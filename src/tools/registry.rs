use crate::types::{AppError, Result, ToolDefinition};
use async_trait::async_trait;
use serde_json::Value;
use std::collections::HashMap;
use std::sync::Arc;

/// A capability the model can invoke during a tool dialogue
#[async_trait]
pub trait Tool: Send + Sync {
    fn name(&self) -> &str;
    fn description(&self) -> &str;
    fn parameters_schema(&self) -> Value;
    async fn execute(&self, args: Value) -> Result<Value>;
}

pub struct ToolRegistry {
    tools: HashMap<String, Arc<dyn Tool>>,
}

impl Default for ToolRegistry {
    fn default() -> Self {
        Self::new()
    }
}

impl ToolRegistry {
    pub fn new() -> Self {
        Self {
            tools: HashMap::new(),
        }
    }

    /// Register a tool, replacing any existing tool with the same name
    pub fn register(&mut self, tool: Arc<dyn Tool>) {
        self.tools.insert(tool.name().to_string(), tool);
    }

    /// Definitions for every registered tool, ordered by name
    pub fn get_tool_definitions(&self) -> Vec<ToolDefinition> {
        let mut definitions: Vec<ToolDefinition> = self
            .tools
            .values()
            .map(|tool| ToolDefinition {
                name: tool.name().to_string(),
                description: tool.description().to_string(),
                parameters: tool.parameters_schema(),
            })
            .collect();
        definitions.sort_by(|a, b| a.name.cmp(&b.name));
        definitions
    }

    pub async fn execute(&self, name: &str, args: Value) -> Result<Value> {
        if let Some(tool) = self.tools.get(name) {
            tool.execute(args).await
        } else {
            Err(AppError::NotFound(format!("Tool not found: {}", name)))
        }
    }

    /// Get a list of all registered tool names
    pub fn tool_names(&self) -> Vec<String> {
        let mut names: Vec<String> = self.tools.keys().cloned().collect();
        names.sort();
        names
    }

    /// Check if a tool is registered
    pub fn has_tool(&self, name: &str) -> bool {
        self.tools.contains_key(name)
    }
}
* * * *
◆ WORK TO COMPLETE
Which lines of the records above contain the word "ToolDefinition"? Copy each of them.

◆ OUTPUT BELOW
use crate::types::{AppError, Result, ToolDefinition};
    pub fn get_tool_definitions(&self) -> Vec<ToolDefinition> {
        let mut definitions: Vec<ToolDefinition> = self
            .map(|tool| ToolDefinition {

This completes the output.